//! Packed symmetric distance matrix.

/// A symmetric distance matrix stored as a packed lower triangle.
///
/// Row `i` holds the distances from location `i` to locations `0..=i`, so
/// `get(a, b)` and `get(b, a)` read the same cell and symmetry cannot be
/// broken. Appending a location appends one row without moving the
/// existing data. Cells never set read as `None`; the diagonal is `0.0`.
///
/// # Examples
///
/// ```
/// use u_dispatch::distance::DistanceMatrix;
///
/// let mut dm = DistanceMatrix::new();
/// let hub = dm.push_location();
/// let a = dm.push_location();
/// dm.set(a, hub, 3.0);
/// assert_eq!(dm.get(hub, a), Some(3.0));
/// assert_eq!(dm.get(a, a), Some(0.0));
/// assert_eq!(dm.size(), 2);
/// ```
#[derive(Debug, Clone, Default)]
pub struct DistanceMatrix {
    data: Vec<Option<f64>>,
    size: usize,
}

impl DistanceMatrix {
    /// Creates an empty matrix.
    pub fn new() -> Self {
        Self::default()
    }

    /// Creates a matrix with `size` locations and only the diagonal set.
    pub fn with_size(size: usize) -> Self {
        let mut dm = Self::new();
        for _ in 0..size {
            dm.push_location();
        }
        dm
    }

    /// Adds a location and returns its index.
    pub fn push_location(&mut self) -> usize {
        let index = self.size;
        self.data.extend(std::iter::repeat(None).take(index));
        self.data.push(Some(0.0));
        self.size += 1;
        index
    }

    fn cell(&self, a: usize, b: usize) -> Option<usize> {
        let (hi, lo) = if a >= b { (a, b) } else { (b, a) };
        (hi < self.size).then(|| hi * (hi + 1) / 2 + lo)
    }

    /// Returns the distance between locations `a` and `b`, if recorded.
    pub fn get(&self, a: usize, b: usize) -> Option<f64> {
        self.cell(a, b).and_then(|i| self.data[i])
    }

    /// Records the distance between `a` and `b` (both directions).
    ///
    /// Returns `false` if either index is out of bounds.
    pub fn set(&mut self, a: usize, b: usize, distance: f64) -> bool {
        match self.cell(a, b) {
            Some(i) => {
                self.data[i] = Some(distance);
                true
            }
            None => false,
        }
    }

    /// Number of locations in this matrix.
    pub fn size(&self) -> usize {
        self.size
    }

    /// Returns `true` if every pair of locations has a distance.
    pub fn is_complete(&self) -> bool {
        self.data.iter().all(Option::is_some)
    }
}
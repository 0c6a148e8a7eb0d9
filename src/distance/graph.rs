//! Distance graph keyed by [`Location`].

use std::collections::HashMap;

use crate::error::{DispatchError, Result};
use crate::models::Location;

use super::DistanceMatrix;

/// Undirected weighted graph over delivery locations.
///
/// Each location gets a stable index when added; distances live in a
/// [`DistanceMatrix`]. Only direct edges are answered: the source data is a
/// complete pairwise table, so no shortest-path search is performed.
///
/// # Examples
///
/// ```
/// use u_dispatch::distance::DistanceGraph;
/// use u_dispatch::models::Location;
///
/// let hub = Location::hub();
/// let a = Location::new("A");
/// let mut graph = DistanceGraph::new();
/// graph.add_vertex(hub.clone());
/// graph.add_vertex(a.clone());
/// graph.add_edge(&hub, &a, 3.0).unwrap();
/// assert_eq!(graph.distance(&a, &hub).unwrap(), 3.0);
/// ```
#[derive(Debug, Clone, Default)]
pub struct DistanceGraph {
    index: HashMap<Location, usize>,
    locations: Vec<Location>,
    names: Vec<String>,
    matrix: DistanceMatrix,
}

impl DistanceGraph {
    /// Creates an empty graph.
    pub fn new() -> Self {
        Self::default()
    }

    /// Adds a vertex, returning its index. Adding an existing location
    /// returns the index it already has.
    pub fn add_vertex(&mut self, location: Location) -> usize {
        let name = location.to_string();
        self.add_named_vertex(location, name)
    }

    /// Adds a vertex with a display name (e.g. the business name from the
    /// distance table).
    pub fn add_named_vertex(&mut self, location: Location, name: String) -> usize {
        if let Some(&i) = self.index.get(&location) {
            return i;
        }
        let i = self.matrix.push_location();
        self.index.insert(location.clone(), i);
        self.locations.push(location);
        self.names.push(name);
        i
    }

    /// Records the same weight for `(a, b)` and `(b, a)`.
    pub fn add_edge(&mut self, a: &Location, b: &Location, weight: f64) -> Result<()> {
        let i = self.index_of(a)?;
        let j = self.index_of(b)?;
        self.matrix.set(i, j, weight);
        Ok(())
    }

    /// Distance between two locations.
    ///
    /// Fails with [`DispatchError::UnknownLocation`] if either endpoint is
    /// not a vertex and [`DispatchError::MissingEdge`] if no weight was
    /// recorded for the pair.
    pub fn distance(&self, a: &Location, b: &Location) -> Result<f64> {
        let i = self.index_of(a)?;
        let j = self.index_of(b)?;
        self.matrix.get(i, j).ok_or_else(|| DispatchError::MissingEdge {
            from: a.clone(),
            to: b.clone(),
        })
    }

    /// Returns the candidate whose location is nearest to `from`.
    ///
    /// Ties go to the earliest candidate. Returns `Ok(None)` when there are
    /// no candidates.
    pub fn nearest<'a, T, I>(&self, from: &Location, candidates: I) -> Result<Option<T>>
    where
        I: IntoIterator<Item = (T, &'a Location)>,
    {
        let mut best: Option<(T, f64)> = None;
        for (item, location) in candidates {
            let d = self.distance(from, location)?;
            if best.as_ref().map_or(true, |&(_, shortest)| d < shortest) {
                best = Some((item, d));
            }
        }
        Ok(best.map(|(item, _)| item))
    }

    /// Returns `true` if the location is a vertex.
    pub fn contains(&self, location: &Location) -> bool {
        self.index.contains_key(location)
    }

    /// Vertices in insertion order.
    pub fn locations(&self) -> &[Location] {
        &self.locations
    }

    /// Display name recorded for a vertex.
    pub fn name(&self, location: &Location) -> Option<&str> {
        self.index.get(location).map(|&i| self.names[i].as_str())
    }

    /// Number of vertices.
    pub fn len(&self) -> usize {
        self.locations.len()
    }

    /// Returns `true` if the graph has no vertices.
    pub fn is_empty(&self) -> bool {
        self.locations.is_empty()
    }

    /// Returns `true` if every pair of vertices has a distance.
    pub fn is_complete(&self) -> bool {
        self.matrix.is_complete()
    }

    fn index_of(&self, location: &Location) -> Result<usize> {
        self.index
            .get(location)
            .copied()
            .ok_or_else(|| DispatchError::UnknownLocation(location.clone()))
    }
}
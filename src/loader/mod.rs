//! Flat-file input: the package table and the distance table.
//!
//! Both files are comma-separated with optional double-quoted fields, so
//! addresses may contain commas and line breaks.

mod distances;
mod packages;
mod records;

pub use distances::parse_distances;
pub use packages::parse_packages;

use std::path::{Path, PathBuf};

use thiserror::Error;
use tracing::info;

use crate::config::DispatchConfig;
use crate::dispatch::Scheduler;
use crate::distance::DistanceGraph;
use crate::error::DispatchError;
use crate::models::{Package, PackageRecord};

/// Errors raised while reading input files.
#[derive(Debug, Error)]
#[non_exhaustive]
pub enum LoadError {
    /// The file could not be read.
    #[error("failed to read {path:?}")]
    Io {
        /// File path.
        path: PathBuf,
        /// Underlying I/O error.
        #[source]
        source: std::io::Error,
    },
    /// A record has the wrong shape.
    #[error("line {line}: {reason}")]
    MalformedRow {
        /// 1-based line the record starts on.
        line: usize,
        /// What is wrong with it.
        reason: String,
    },
    /// A numeric column could not be parsed.
    #[error("line {line}: invalid number {value:?}")]
    InvalidNumber {
        /// 1-based line the record starts on.
        line: usize,
        /// Offending text.
        value: String,
    },
    /// A deadline column is neither a clock time nor `EOD`.
    #[error("line {line}: invalid time {value:?}")]
    InvalidTime {
        /// 1-based line the record starts on.
        line: usize,
        /// Offending text.
        value: String,
    },
    /// The distance table references a location the graph does not know.
    #[error(transparent)]
    Graph(#[from] DispatchError),
}

fn read(path: &Path) -> Result<String, LoadError> {
    std::fs::read_to_string(path).map_err(|source| LoadError::Io {
        path: path.to_path_buf(),
        source,
    })
}

/// Reads and parses a package table file.
pub fn read_packages(path: impl AsRef<Path>) -> Result<Vec<PackageRecord>, LoadError> {
    parse_packages(&read(path.as_ref())?)
}

/// Reads and parses a distance table file.
pub fn read_distances(path: impl AsRef<Path>) -> Result<DistanceGraph, LoadError> {
    parse_distances(&read(path.as_ref())?)
}

/// A distance graph with the package records destined for it.
///
/// # Examples
///
/// ```
/// use u_dispatch::config::DispatchConfig;
/// use u_dispatch::loader::Dataset;
///
/// let dataset = Dataset::parse(
///     "1,A,Salt Lake City,UT,1,EOD,5,\n",
///     "Hub,HUB,0\nA,A (1),3,0\n",
/// )
/// .unwrap();
/// let mut scheduler = dataset.into_scheduler(DispatchConfig::default());
/// let summary = scheduler.run(1).unwrap();
/// assert_eq!(summary.total_mileage, 6.0);
/// ```
#[derive(Debug, Clone)]
pub struct Dataset {
    /// Package rows in file order.
    pub packages: Vec<PackageRecord>,
    /// Distances between every location.
    pub graph: DistanceGraph,
}

impl Dataset {
    /// Parses both tables from in-memory text.
    pub fn parse(packages: &str, distances: &str) -> Result<Self, LoadError> {
        Ok(Self {
            packages: parse_packages(packages)?,
            graph: parse_distances(distances)?,
        })
    }

    /// Reads both tables from disk.
    pub fn read(
        packages: impl AsRef<Path>,
        distances: impl AsRef<Path>,
    ) -> Result<Self, LoadError> {
        let dataset = Self {
            packages: read_packages(packages)?,
            graph: read_distances(distances)?,
        };
        info!(
            packages = dataset.packages.len(),
            locations = dataset.graph.len(),
            "dataset loaded"
        );
        Ok(dataset)
    }

    /// Builds a scheduler, decoding each record's notes under `config`.
    pub fn into_scheduler(self, config: DispatchConfig) -> Scheduler {
        let packages = self
            .packages
            .into_iter()
            .map(|record| Package::new(record, &config.address_correction))
            .collect();
        Scheduler::new(self.graph, packages, config)
    }
}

__________

* THE TASK
Line by line, check the listing above for the string "shortest" and say how many lines have it, giving the number alone.

* RESULT FOR THIS EXERCISE
2